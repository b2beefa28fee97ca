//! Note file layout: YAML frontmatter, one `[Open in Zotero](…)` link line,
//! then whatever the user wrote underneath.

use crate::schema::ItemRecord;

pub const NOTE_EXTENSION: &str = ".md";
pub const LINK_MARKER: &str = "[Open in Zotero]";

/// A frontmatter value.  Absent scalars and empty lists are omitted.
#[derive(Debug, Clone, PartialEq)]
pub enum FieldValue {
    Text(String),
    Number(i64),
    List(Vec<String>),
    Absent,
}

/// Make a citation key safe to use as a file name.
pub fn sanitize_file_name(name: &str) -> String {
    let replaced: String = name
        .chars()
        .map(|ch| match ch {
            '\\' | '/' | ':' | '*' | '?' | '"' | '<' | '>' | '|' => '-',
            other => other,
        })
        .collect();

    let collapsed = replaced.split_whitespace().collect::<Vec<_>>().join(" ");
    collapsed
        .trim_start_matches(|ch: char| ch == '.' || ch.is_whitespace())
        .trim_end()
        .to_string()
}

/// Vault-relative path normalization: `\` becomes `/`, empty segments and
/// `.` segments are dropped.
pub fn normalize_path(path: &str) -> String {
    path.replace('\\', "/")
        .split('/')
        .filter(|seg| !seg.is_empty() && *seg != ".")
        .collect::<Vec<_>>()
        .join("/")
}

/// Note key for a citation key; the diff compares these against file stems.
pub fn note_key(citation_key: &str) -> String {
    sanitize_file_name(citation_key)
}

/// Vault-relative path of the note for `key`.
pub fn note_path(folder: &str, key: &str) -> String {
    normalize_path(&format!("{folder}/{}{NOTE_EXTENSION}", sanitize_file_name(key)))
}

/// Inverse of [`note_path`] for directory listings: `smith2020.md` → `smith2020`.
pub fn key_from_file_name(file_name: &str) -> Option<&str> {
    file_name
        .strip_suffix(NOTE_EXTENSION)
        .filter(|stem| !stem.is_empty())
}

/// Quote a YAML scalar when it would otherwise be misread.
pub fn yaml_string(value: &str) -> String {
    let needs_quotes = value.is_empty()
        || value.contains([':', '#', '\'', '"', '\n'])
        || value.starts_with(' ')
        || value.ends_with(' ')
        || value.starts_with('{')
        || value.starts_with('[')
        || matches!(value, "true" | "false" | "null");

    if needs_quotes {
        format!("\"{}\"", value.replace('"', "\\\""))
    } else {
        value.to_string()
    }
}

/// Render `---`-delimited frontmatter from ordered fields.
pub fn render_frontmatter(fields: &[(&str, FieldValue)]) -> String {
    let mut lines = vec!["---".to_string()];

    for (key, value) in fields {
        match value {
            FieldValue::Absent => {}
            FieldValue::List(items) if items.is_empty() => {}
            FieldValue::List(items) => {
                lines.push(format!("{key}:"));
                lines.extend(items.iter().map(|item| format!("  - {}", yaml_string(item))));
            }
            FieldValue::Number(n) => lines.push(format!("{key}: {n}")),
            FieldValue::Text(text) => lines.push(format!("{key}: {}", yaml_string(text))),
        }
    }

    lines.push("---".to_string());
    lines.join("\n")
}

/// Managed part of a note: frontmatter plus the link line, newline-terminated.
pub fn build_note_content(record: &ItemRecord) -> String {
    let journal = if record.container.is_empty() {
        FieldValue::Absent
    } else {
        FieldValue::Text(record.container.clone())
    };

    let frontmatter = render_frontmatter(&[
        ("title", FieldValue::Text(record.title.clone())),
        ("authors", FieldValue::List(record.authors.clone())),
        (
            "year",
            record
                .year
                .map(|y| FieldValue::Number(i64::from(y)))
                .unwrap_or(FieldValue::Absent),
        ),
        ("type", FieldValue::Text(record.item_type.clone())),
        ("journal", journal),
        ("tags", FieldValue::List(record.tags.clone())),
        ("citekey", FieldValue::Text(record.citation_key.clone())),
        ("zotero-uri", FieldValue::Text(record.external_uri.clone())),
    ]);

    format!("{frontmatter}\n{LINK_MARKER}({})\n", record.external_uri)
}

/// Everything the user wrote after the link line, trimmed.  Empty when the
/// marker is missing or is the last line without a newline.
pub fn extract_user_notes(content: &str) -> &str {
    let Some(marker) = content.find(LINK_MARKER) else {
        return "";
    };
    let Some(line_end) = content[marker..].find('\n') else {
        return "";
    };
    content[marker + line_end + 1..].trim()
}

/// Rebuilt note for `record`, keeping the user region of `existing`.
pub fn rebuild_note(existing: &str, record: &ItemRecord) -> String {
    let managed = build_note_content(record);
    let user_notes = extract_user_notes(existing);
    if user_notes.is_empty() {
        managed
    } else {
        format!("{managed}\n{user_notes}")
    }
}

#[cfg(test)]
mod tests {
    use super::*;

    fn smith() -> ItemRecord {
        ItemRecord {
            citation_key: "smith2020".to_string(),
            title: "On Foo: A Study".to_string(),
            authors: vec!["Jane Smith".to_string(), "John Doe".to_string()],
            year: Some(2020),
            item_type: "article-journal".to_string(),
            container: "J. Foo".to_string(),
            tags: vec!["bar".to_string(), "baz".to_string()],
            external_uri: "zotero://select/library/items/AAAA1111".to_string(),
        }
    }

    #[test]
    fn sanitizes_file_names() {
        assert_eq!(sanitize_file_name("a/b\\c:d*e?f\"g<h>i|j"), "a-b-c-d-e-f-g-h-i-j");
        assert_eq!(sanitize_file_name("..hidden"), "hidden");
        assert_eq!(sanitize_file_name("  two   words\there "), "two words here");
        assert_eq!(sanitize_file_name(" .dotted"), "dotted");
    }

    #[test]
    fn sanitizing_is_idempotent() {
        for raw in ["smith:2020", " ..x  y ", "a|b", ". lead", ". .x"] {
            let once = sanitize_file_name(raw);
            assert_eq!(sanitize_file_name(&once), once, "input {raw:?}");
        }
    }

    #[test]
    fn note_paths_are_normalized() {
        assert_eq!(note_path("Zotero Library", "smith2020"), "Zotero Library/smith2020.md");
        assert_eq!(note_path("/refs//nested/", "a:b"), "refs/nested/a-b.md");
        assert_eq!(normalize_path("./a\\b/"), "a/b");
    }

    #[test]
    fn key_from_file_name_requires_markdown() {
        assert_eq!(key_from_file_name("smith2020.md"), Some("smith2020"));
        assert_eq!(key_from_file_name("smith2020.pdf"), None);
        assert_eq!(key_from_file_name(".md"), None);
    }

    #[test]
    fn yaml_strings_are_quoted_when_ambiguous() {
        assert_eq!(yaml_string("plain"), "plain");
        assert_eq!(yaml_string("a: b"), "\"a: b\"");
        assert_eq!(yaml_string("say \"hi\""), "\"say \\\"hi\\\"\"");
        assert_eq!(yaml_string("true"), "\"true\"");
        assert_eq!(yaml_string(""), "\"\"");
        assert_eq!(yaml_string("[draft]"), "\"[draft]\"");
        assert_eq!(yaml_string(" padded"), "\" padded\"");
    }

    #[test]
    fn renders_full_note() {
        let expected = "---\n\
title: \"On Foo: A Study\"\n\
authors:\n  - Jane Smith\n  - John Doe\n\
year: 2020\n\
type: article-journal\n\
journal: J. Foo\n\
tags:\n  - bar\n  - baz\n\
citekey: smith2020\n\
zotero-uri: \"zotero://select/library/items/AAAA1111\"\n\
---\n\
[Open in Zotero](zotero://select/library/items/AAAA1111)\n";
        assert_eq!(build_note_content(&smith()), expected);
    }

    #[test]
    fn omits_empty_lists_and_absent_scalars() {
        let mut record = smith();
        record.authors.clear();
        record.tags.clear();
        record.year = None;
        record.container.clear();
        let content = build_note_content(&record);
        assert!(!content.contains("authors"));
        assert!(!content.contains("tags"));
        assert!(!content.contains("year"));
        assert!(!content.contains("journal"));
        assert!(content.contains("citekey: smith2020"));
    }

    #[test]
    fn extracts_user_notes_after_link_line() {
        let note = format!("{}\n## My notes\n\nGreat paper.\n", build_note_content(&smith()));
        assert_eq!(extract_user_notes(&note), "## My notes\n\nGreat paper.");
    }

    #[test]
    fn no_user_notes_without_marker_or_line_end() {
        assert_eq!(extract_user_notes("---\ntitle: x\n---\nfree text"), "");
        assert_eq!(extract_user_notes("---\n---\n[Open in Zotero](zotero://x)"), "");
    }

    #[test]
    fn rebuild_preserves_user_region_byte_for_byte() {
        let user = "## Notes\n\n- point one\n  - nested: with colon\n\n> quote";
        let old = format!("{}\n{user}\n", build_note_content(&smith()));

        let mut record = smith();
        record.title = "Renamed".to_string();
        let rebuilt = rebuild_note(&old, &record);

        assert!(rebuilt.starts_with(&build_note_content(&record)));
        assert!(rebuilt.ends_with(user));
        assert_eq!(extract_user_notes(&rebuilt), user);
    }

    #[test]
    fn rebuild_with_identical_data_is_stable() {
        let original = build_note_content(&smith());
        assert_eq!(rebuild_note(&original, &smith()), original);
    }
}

...

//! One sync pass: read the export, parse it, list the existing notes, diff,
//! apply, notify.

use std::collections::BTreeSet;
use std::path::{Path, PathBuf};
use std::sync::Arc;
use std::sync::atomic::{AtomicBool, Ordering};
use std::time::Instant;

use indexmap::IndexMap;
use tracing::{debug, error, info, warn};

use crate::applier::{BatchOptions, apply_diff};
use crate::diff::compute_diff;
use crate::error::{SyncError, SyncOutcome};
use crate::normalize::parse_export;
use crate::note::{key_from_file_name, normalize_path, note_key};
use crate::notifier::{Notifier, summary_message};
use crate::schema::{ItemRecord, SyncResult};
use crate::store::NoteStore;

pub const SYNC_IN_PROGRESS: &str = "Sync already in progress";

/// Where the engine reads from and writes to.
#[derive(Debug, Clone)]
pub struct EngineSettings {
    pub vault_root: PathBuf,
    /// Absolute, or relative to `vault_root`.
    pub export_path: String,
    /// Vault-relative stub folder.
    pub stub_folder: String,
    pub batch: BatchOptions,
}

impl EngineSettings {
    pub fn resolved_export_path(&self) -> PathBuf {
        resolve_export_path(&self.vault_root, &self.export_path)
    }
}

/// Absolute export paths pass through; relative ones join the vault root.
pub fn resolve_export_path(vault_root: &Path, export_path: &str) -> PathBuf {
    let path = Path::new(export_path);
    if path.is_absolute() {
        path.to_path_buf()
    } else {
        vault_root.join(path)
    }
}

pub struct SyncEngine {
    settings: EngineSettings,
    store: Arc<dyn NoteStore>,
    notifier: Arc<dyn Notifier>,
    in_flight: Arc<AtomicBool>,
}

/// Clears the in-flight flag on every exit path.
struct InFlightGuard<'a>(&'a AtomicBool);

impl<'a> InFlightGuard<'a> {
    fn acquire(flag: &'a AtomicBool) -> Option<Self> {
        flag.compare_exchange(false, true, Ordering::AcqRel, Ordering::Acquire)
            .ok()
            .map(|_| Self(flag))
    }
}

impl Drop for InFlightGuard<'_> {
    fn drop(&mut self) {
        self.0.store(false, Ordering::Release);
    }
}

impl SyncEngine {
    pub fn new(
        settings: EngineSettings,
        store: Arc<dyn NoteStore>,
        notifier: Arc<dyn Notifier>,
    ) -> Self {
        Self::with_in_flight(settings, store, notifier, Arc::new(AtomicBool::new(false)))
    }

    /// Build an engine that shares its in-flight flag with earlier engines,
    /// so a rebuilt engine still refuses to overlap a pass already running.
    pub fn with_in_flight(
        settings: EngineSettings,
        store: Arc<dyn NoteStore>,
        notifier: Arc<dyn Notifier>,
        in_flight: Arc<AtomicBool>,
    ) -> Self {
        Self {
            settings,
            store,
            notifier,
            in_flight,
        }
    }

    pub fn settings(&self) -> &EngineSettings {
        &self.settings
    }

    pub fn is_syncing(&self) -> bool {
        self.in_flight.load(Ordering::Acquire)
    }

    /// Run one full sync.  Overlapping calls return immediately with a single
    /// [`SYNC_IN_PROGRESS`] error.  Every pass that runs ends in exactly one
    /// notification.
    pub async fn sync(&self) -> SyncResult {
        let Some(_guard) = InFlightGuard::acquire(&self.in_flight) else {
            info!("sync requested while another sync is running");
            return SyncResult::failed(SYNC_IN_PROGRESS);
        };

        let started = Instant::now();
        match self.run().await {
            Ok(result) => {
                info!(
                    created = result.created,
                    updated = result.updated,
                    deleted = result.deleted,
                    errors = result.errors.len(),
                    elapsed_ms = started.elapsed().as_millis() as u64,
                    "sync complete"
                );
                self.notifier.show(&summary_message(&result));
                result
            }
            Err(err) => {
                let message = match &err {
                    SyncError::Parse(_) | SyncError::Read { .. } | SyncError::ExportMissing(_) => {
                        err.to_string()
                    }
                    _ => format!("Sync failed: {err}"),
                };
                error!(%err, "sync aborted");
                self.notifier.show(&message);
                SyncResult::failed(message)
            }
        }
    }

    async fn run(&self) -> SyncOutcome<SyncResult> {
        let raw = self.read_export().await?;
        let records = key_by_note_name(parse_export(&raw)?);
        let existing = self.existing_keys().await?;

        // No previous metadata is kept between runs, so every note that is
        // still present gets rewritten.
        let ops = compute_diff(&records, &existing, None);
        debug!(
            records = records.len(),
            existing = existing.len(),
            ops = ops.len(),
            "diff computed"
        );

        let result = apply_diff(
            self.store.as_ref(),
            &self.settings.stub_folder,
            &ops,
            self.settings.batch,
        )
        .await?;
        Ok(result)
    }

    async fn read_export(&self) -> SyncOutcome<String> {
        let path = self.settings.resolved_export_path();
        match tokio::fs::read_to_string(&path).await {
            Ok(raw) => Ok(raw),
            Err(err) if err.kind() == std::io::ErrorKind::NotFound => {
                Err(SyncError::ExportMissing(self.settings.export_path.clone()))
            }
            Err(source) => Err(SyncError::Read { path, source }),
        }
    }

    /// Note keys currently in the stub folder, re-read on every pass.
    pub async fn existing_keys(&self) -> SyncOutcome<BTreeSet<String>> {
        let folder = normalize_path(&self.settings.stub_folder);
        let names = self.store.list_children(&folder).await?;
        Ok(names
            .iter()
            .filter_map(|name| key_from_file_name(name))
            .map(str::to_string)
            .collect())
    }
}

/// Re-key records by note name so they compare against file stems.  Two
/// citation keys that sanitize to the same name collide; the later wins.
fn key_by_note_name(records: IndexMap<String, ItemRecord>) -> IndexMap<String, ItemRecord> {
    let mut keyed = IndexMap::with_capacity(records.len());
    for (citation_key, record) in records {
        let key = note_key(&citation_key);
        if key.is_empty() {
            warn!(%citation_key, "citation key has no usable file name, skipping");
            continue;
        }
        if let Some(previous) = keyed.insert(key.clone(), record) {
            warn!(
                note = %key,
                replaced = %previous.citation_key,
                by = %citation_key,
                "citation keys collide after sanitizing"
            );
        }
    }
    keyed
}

==

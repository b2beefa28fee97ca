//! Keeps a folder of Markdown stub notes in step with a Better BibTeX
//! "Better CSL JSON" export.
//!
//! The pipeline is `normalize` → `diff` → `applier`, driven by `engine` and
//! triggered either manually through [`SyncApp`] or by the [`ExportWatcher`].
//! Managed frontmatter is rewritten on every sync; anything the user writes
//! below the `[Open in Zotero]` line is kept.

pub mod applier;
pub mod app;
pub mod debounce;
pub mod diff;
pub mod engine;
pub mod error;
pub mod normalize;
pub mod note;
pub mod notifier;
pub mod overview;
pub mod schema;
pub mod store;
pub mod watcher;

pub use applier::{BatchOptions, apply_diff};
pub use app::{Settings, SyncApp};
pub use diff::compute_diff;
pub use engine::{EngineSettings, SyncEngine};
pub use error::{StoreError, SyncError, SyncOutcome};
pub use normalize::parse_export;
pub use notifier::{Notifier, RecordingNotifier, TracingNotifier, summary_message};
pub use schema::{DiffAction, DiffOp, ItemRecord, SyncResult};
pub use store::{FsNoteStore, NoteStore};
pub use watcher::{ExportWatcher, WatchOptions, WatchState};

● **To do**
Please find every line in the listing that holds the string "iter" and copy it.

● **Response area**
                lines.extend(items.iter().map(|item| format!("  - {}", yaml_string(item))));
            .iter()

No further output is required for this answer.